(338d) Integrating Circadian Gene Expression Data into Metabolic Models to Improve Dynamic Flux Modeling | AIChE

(338d) Integrating Circadian Gene Expression Data into Metabolic Models to Improve Dynamic Flux Modeling

Authors 

Metcalf, A. - Presenter, Colorado School of Mines
Boyle, N., Colorado School of Mines
Photosynthetic microorganisms have the potential to become economical and sustainable sources of fuels, as the energy required for the cell to grow can be sourced from natural sunlight alone; however, we have yet to harness their full power due to a general lack of tools for engineering their metabolism. Metabolic models have been shown to drastically reduce the development time for commercial production strains of heterotrophic bacteria, but these models are less applicable to photosynthetic systems due to the transient nature of diurnal (day/night) growth. Current metabolic models are not capable of accurately predicting growth rates in day/night growth cycles, let alone genetic changes which would lead to increased yields.
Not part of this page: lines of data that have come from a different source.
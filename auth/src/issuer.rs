use chrono::DateTime;
use chrono::Duration;
use chrono::Utc;

use crate::jwt::JwtError;
use crate::jwt::JwtHandler;
use crate::jwt::SessionClaims;
use crate::jwt::TokenKind;

/// Secret and lifetimes for session tokens.
#[derive(Debug, Clone)]
pub struct TokenConfig {
    pub secret: String,
    pub access_token_expiry: Duration,
    pub refresh_token_expiry: Duration,
}

impl TokenConfig {
    pub fn new(secret: impl Into<String>, access_expiry_secs: i64, refresh_expiry_secs: i64) -> Self {
        Self {
            secret: secret.into(),
            access_token_expiry: Duration::seconds(access_expiry_secs),
            refresh_token_expiry: Duration::seconds(refresh_expiry_secs),
        }
    }
}

/// A signed token as handed to clients.
#[derive(Debug, Clone, PartialEq, Eq)]
pub struct Token {
    pub token: String,
    pub created: DateTime<Utc>,
    /// Lifetime in milliseconds.
    pub expiry: i64,
}

/// Access/refresh tokens issued together for one subject.
#[derive(Debug, Clone, PartialEq, Eq)]
pub struct TokenPair {
    pub access_token: Token,
    pub refresh_token: Token,
}

/// Mints and verifies session tokens.
///
/// Both halves of a pair are signed with the same secret but neither depends on
/// the other to verify. Built once at startup and shared read-only.
pub struct SignedTokenIssuer {
    jwt_handler: JwtHandler,
    config: TokenConfig,
}

impl SignedTokenIssuer {
    pub fn new(config: TokenConfig) -> Self {
        Self {
            jwt_handler: JwtHandler::new(config.secret.as_bytes()),
            config,
        }
    }

    /// Issue an access/refresh pair bound to `subject`, issued now.
    ///
    /// # Errors
    /// * `EncodingFailed` - Token encoding failed
    pub fn issue_pair(&self, subject: &str) -> Result<TokenPair, JwtError> {
        self.issue_pair_at(subject, Utc::now())
    }

    /// Issue an access/refresh pair bound to `subject`, issued at `issued_at`.
    pub fn issue_pair_at(
        &self,
        subject: &str,
        issued_at: DateTime<Utc>,
    ) -> Result<TokenPair, JwtError> {
        let access_token = self.issue(
            subject,
            TokenKind::Access,
            issued_at,
            self.config.access_token_expiry,
        )?;
        let refresh_token = self.issue(
            subject,
            TokenKind::Refresh,
            issued_at,
            self.config.refresh_token_expiry,
        )?;

        tracing::debug!(subject = %subject, "Issued session token pair");

        Ok(TokenPair {
            access_token,
            refresh_token,
        })
    }

    /// Verify a token of either kind.
    ///
    /// # Returns
    /// The embedded subject
    ///
    /// # Errors
    /// * `InvalidSignature` - Token was not signed with this secret or was altered
    /// * `TokenExpired` - Embedded expiry has passed
    pub fn verify(&self, token: &str) -> Result<String, JwtError> {
        self.jwt_handler.decode(token).map(|claims| claims.sub)
    }

    /// Verify a token and require it to be an access token.
    ///
    /// # Errors
    /// * `WrongKind` - A valid refresh token was presented
    /// * Everything [`SignedTokenIssuer::verify`] returns
    pub fn verify_access(&self, token: &str) -> Result<String, JwtError> {
        let claims = self.jwt_handler.decode(token)?;

        if claims.kind != TokenKind::Access {
            return Err(JwtError::WrongKind {
                expected: TokenKind::Access,
                actual: claims.kind,
            });
        }

        Ok(claims.sub)
    }

    fn issue(
        &self,
        subject: &str,
        kind: TokenKind,
        issued_at: DateTime<Utc>,
        lifetime: Duration,
    ) -> Result<Token, JwtError> {
        let claims = SessionClaims::new(subject, kind, issued_at, lifetime);
        let token = self.jwt_handler.encode(&claims)?;

        Ok(Token {
            token,
            created: issued_at,
            expiry: lifetime.num_milliseconds(),
        })
    }
}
We are building the next generation of metabolic models, specifically for photosynthetic microorganisms, in order to more accurately predict changes in carbon fluxes during diel light. We have developed a pipeline to convert transient transcript expression data into time-dependent constraints for a flux balance analysis model. Here, we will present our work on the model green alga, Chlamydomonas reinhardtii. We will discuss how the carbon is redirected as the alga prepares for the transition from day to night and vice versa. We will also discuss the differences in essential genes in our circadian model versus a normal FBA model.